Extracted records
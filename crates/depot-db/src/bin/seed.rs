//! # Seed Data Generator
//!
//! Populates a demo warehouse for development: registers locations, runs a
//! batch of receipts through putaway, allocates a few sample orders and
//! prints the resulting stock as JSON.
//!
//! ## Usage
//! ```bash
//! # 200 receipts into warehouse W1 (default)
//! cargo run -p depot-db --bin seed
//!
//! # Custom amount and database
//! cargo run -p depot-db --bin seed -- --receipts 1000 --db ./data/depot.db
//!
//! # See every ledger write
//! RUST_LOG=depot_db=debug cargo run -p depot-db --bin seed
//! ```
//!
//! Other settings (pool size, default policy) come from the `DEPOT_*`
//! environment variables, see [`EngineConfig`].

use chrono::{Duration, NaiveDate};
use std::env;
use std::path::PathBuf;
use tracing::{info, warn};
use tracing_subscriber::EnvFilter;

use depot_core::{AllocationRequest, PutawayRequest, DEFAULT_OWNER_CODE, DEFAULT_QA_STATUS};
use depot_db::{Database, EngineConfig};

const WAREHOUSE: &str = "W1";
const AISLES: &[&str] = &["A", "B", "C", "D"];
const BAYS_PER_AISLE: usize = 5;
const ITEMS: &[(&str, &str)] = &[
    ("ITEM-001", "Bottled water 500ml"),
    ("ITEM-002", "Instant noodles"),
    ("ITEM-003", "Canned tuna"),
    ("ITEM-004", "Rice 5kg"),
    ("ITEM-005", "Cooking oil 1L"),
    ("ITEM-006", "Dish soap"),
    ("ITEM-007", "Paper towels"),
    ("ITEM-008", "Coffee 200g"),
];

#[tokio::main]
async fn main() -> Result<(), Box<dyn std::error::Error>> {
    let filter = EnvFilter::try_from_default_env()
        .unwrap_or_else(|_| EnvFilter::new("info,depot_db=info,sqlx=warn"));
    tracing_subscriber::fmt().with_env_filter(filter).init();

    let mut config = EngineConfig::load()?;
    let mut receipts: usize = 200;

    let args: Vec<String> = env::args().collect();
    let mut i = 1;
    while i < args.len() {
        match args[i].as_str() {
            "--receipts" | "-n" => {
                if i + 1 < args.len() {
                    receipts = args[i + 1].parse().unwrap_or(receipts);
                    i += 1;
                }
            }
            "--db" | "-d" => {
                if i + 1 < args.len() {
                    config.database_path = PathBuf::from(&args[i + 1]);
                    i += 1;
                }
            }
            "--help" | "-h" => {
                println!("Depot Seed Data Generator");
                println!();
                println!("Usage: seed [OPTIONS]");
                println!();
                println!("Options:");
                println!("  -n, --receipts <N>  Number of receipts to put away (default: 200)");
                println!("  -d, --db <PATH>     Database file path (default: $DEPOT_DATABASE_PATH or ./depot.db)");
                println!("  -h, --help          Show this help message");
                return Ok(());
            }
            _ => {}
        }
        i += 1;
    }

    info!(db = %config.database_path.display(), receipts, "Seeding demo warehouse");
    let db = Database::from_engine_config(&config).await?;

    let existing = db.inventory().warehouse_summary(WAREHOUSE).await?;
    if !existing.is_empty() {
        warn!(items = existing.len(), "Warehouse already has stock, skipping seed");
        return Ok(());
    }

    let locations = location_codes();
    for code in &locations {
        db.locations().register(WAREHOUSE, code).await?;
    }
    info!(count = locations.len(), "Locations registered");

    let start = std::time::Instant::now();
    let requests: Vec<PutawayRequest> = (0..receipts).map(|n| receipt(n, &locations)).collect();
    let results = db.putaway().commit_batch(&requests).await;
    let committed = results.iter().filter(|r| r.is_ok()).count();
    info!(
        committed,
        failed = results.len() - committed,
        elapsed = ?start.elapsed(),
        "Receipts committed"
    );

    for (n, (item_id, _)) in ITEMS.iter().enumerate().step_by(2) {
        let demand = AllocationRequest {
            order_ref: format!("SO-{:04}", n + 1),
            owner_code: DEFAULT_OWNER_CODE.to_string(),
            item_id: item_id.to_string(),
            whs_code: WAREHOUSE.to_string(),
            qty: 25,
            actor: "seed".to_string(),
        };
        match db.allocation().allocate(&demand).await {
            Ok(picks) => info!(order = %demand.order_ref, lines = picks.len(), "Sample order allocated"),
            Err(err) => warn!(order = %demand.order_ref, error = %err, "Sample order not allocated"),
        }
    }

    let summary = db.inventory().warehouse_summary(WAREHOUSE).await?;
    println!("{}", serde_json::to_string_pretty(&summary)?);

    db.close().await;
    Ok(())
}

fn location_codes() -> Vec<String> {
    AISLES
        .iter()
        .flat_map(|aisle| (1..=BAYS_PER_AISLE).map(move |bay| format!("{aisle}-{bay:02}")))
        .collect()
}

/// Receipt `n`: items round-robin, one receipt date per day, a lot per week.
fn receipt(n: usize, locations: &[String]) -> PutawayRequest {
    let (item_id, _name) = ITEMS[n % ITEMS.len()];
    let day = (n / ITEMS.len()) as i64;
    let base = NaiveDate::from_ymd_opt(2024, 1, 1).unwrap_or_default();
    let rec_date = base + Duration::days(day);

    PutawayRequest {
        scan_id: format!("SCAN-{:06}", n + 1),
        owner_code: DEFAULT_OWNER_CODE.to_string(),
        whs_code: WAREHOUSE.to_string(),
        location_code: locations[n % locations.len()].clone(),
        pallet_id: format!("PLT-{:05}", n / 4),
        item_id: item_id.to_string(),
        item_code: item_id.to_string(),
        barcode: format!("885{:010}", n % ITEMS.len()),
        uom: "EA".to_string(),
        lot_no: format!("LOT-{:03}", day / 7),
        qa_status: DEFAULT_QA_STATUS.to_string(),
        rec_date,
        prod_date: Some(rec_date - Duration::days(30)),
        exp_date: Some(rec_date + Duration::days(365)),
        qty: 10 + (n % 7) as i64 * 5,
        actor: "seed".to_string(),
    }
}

* * *

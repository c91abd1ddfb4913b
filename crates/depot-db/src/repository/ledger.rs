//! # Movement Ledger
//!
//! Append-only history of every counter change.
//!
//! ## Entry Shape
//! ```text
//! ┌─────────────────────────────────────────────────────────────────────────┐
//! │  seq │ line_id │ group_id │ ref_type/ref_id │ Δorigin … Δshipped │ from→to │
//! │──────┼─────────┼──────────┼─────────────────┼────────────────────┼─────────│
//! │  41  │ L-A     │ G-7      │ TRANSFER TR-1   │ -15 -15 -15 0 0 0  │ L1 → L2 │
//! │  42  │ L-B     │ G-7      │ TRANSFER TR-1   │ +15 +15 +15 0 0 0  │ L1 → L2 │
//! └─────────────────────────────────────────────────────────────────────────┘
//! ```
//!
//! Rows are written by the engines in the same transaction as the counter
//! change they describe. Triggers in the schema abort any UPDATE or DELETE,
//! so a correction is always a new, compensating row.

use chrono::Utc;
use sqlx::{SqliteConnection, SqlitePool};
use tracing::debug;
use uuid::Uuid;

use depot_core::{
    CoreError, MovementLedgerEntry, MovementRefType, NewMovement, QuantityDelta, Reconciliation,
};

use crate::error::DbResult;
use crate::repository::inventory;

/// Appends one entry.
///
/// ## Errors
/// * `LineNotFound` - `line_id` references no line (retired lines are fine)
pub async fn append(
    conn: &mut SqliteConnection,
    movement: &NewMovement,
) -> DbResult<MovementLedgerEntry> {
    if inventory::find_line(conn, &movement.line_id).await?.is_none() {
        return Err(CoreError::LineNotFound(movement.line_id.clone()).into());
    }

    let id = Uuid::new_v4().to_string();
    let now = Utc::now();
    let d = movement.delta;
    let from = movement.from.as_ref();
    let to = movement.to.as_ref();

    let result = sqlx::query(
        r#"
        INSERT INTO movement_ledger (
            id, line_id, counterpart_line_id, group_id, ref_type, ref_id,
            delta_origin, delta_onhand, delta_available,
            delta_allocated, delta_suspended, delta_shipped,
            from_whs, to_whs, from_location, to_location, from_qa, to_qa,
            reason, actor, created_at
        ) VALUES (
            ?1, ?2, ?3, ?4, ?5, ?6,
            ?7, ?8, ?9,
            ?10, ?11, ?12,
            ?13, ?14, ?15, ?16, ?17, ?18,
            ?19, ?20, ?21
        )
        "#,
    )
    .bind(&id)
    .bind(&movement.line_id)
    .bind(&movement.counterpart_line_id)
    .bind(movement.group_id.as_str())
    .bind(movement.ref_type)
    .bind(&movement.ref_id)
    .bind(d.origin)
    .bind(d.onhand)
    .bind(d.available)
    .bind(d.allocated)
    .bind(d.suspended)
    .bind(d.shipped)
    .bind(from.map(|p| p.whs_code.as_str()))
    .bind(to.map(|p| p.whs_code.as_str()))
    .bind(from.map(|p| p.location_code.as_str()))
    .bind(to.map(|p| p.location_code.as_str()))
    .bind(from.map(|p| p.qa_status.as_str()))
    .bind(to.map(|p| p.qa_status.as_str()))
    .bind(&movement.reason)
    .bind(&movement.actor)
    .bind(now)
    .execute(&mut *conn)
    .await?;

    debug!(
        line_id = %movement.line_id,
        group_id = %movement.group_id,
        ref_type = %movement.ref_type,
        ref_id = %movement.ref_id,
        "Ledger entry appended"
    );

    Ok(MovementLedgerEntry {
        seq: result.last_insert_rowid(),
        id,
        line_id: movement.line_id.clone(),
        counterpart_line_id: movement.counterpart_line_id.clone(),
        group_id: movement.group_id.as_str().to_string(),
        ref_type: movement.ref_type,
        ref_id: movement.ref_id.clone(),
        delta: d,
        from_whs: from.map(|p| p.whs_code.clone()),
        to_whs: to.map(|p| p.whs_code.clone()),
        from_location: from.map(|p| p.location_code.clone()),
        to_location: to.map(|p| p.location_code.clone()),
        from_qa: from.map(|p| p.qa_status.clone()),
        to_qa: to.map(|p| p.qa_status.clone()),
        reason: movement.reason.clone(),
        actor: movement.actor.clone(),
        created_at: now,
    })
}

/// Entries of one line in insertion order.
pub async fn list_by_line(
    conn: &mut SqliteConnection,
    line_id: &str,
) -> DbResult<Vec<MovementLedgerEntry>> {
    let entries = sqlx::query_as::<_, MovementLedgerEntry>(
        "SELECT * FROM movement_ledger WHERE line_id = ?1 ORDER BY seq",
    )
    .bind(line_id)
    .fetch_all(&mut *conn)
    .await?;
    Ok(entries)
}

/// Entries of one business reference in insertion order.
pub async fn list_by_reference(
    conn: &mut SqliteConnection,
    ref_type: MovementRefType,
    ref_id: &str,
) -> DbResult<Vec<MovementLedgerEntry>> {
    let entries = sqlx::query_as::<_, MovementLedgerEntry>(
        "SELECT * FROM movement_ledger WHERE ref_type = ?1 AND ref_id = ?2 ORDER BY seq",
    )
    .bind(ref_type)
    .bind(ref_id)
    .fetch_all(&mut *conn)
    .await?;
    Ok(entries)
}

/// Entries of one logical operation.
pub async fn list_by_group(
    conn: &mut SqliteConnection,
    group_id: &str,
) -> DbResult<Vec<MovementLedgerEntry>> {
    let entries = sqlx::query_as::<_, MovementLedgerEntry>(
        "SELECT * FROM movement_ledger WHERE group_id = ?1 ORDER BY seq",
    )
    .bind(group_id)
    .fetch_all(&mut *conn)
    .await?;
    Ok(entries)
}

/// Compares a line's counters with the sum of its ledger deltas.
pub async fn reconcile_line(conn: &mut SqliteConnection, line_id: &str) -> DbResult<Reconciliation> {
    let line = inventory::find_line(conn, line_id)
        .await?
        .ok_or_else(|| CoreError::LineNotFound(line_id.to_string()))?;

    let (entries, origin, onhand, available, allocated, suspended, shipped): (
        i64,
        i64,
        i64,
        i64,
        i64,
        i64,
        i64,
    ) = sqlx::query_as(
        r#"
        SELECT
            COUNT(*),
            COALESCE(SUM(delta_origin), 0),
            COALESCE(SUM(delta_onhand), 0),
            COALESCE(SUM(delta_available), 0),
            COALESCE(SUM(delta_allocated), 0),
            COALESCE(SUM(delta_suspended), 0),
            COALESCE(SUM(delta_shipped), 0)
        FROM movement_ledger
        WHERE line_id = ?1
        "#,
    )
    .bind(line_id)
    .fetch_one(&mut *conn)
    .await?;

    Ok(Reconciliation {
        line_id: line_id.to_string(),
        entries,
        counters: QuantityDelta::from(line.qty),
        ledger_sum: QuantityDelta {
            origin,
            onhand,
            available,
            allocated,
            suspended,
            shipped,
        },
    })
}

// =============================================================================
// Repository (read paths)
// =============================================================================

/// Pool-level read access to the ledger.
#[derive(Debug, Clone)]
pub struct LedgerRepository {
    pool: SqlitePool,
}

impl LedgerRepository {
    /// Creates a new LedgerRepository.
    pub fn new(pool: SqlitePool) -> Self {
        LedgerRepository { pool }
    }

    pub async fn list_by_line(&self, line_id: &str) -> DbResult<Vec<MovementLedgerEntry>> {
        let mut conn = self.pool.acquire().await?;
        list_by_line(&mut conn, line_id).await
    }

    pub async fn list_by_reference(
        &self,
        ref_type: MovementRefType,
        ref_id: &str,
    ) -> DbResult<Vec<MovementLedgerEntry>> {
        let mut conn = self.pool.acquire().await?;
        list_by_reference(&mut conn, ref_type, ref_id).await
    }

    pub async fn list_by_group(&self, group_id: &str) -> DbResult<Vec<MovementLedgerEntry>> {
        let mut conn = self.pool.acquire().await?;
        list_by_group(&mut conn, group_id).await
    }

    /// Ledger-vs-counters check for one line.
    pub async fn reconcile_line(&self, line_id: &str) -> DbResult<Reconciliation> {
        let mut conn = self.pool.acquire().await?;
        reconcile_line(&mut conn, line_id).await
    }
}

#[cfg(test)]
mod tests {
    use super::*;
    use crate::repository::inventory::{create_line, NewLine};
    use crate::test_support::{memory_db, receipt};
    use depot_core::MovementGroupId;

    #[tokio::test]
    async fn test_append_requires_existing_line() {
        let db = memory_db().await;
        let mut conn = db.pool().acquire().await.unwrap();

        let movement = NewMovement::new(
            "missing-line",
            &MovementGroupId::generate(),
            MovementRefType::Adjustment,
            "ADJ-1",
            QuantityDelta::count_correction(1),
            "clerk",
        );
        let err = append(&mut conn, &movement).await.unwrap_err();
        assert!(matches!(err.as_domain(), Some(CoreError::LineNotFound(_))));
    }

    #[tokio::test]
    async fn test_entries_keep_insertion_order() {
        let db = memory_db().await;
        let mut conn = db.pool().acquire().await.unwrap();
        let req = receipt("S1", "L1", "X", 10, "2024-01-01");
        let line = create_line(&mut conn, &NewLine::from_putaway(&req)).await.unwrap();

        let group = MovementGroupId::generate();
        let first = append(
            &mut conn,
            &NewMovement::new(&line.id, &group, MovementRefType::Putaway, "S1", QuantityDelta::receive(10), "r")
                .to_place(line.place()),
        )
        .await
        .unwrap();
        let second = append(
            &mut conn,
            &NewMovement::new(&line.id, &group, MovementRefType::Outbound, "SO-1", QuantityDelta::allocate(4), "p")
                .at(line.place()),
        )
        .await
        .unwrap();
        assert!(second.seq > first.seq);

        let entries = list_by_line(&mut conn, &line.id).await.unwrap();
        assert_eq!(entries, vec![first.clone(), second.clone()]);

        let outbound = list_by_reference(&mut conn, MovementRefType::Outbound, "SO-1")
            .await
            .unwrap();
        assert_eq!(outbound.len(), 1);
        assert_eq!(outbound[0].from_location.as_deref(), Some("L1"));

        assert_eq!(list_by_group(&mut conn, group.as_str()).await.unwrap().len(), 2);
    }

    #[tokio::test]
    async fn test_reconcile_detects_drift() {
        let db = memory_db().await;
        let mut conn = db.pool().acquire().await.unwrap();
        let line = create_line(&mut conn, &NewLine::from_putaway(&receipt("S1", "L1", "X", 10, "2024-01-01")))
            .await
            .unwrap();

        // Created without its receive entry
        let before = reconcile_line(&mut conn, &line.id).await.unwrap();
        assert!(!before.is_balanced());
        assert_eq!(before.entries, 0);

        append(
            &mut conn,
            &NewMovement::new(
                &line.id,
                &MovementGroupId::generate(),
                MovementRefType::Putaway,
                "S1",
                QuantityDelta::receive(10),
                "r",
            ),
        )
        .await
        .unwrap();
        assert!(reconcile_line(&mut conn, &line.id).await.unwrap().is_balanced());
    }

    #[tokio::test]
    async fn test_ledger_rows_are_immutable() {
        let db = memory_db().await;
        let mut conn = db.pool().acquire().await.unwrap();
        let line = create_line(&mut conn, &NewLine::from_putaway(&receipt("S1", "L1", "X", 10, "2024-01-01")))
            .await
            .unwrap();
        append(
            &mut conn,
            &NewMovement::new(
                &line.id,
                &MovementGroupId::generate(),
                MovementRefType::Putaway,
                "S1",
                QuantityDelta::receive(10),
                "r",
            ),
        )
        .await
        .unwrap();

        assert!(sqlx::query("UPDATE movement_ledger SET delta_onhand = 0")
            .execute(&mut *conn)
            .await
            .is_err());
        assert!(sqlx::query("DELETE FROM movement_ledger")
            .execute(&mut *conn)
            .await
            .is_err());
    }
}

---

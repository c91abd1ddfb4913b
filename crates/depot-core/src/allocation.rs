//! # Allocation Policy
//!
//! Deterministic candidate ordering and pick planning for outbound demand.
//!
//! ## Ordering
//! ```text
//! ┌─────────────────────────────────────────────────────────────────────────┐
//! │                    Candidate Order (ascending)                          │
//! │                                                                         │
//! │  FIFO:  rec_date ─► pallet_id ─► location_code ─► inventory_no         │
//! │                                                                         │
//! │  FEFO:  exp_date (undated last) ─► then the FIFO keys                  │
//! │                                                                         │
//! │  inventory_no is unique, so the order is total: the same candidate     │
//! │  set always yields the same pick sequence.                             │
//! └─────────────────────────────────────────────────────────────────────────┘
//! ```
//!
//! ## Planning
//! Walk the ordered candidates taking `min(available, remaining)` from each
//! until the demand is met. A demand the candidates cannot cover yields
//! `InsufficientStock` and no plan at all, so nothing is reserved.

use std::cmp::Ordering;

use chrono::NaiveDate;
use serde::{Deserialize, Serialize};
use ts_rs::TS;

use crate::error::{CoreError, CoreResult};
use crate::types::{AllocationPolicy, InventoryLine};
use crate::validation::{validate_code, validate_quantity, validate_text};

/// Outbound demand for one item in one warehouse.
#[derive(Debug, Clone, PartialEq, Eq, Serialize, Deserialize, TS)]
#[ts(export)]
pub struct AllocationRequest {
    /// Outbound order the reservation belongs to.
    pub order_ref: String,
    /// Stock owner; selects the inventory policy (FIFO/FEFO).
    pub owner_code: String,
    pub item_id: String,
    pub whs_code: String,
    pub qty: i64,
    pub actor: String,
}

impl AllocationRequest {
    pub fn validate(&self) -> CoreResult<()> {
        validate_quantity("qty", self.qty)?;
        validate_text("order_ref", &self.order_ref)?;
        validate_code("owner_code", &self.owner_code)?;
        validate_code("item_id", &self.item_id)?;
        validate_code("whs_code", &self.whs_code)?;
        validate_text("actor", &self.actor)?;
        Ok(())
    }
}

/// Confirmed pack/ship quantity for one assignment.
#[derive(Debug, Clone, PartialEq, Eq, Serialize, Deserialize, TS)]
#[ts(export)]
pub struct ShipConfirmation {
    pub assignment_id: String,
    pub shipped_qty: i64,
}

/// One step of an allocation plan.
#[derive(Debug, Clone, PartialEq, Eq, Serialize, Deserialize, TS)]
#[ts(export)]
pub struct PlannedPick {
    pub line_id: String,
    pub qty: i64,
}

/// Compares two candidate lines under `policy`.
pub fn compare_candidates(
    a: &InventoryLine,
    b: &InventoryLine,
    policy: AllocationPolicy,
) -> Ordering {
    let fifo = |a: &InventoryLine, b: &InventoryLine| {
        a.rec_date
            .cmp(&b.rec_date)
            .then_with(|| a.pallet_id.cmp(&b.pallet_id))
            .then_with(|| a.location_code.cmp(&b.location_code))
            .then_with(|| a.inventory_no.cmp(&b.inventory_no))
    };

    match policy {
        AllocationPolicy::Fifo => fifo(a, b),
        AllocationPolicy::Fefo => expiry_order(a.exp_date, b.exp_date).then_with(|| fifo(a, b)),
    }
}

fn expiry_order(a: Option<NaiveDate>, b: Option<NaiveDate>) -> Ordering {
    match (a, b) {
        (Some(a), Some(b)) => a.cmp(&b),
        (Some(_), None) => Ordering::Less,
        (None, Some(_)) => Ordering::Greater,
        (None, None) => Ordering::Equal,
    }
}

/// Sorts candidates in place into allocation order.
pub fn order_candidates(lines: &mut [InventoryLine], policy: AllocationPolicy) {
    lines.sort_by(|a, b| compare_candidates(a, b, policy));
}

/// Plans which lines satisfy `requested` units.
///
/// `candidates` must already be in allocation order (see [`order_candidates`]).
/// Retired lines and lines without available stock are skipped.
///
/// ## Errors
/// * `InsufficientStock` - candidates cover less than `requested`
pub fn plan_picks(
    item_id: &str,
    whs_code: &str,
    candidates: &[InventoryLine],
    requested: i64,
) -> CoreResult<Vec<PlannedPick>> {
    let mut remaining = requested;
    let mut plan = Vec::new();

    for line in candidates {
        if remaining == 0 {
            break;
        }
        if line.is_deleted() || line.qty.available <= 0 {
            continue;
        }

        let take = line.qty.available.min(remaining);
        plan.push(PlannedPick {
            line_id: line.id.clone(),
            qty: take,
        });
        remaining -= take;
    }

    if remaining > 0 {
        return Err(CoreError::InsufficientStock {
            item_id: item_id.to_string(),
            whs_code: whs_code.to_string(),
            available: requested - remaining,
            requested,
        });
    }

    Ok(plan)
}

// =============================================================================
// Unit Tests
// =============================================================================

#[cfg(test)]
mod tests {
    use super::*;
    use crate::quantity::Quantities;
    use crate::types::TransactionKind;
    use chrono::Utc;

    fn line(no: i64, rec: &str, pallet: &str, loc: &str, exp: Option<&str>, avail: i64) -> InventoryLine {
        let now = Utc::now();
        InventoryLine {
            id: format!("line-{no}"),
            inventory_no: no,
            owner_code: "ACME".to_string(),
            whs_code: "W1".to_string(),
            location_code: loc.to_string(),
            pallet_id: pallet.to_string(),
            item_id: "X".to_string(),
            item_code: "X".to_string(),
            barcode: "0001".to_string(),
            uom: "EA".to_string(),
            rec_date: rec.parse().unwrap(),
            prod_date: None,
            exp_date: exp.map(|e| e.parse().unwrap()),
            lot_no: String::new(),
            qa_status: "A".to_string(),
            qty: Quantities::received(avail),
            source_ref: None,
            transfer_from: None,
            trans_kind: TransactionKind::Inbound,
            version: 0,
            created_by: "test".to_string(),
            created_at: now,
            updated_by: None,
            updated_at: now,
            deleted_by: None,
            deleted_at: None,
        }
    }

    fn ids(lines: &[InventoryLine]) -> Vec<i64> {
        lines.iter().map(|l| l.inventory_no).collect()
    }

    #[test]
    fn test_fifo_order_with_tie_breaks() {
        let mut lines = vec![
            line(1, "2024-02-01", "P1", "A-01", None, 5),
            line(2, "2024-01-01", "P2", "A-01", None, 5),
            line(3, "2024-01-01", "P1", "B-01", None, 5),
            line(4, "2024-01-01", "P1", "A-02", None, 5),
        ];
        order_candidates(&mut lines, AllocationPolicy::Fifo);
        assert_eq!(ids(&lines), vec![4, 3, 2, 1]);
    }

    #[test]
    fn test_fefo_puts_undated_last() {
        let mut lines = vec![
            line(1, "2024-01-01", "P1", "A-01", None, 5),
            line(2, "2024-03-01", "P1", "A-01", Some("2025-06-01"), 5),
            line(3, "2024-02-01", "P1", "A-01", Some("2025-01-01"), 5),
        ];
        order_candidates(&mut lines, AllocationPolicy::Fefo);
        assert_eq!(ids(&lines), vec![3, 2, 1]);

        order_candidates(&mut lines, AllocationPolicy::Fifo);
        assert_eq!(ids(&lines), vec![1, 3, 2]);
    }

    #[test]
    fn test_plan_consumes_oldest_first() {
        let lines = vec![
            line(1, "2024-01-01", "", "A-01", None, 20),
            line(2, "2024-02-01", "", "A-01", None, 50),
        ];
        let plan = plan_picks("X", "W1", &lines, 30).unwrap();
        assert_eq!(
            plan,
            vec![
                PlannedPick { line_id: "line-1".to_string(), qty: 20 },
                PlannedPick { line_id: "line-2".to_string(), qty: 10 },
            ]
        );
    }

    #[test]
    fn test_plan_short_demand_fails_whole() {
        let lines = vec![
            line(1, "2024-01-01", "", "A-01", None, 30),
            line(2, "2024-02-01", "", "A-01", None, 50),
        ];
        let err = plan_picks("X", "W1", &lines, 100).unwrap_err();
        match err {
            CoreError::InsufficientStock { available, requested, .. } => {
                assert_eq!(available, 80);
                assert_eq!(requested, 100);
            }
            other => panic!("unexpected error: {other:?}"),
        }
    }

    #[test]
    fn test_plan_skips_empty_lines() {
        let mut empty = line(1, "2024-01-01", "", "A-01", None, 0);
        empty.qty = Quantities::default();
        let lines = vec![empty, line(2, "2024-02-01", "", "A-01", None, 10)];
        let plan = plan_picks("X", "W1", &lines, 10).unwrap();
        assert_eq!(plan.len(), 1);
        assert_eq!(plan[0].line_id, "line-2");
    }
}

The problem
The answer must be every line of the entries that includes the word "change".

Reply
//! Append-only history of every counter change.
//! change they describe. Triggers in the schema abort any UPDATE or DELETE,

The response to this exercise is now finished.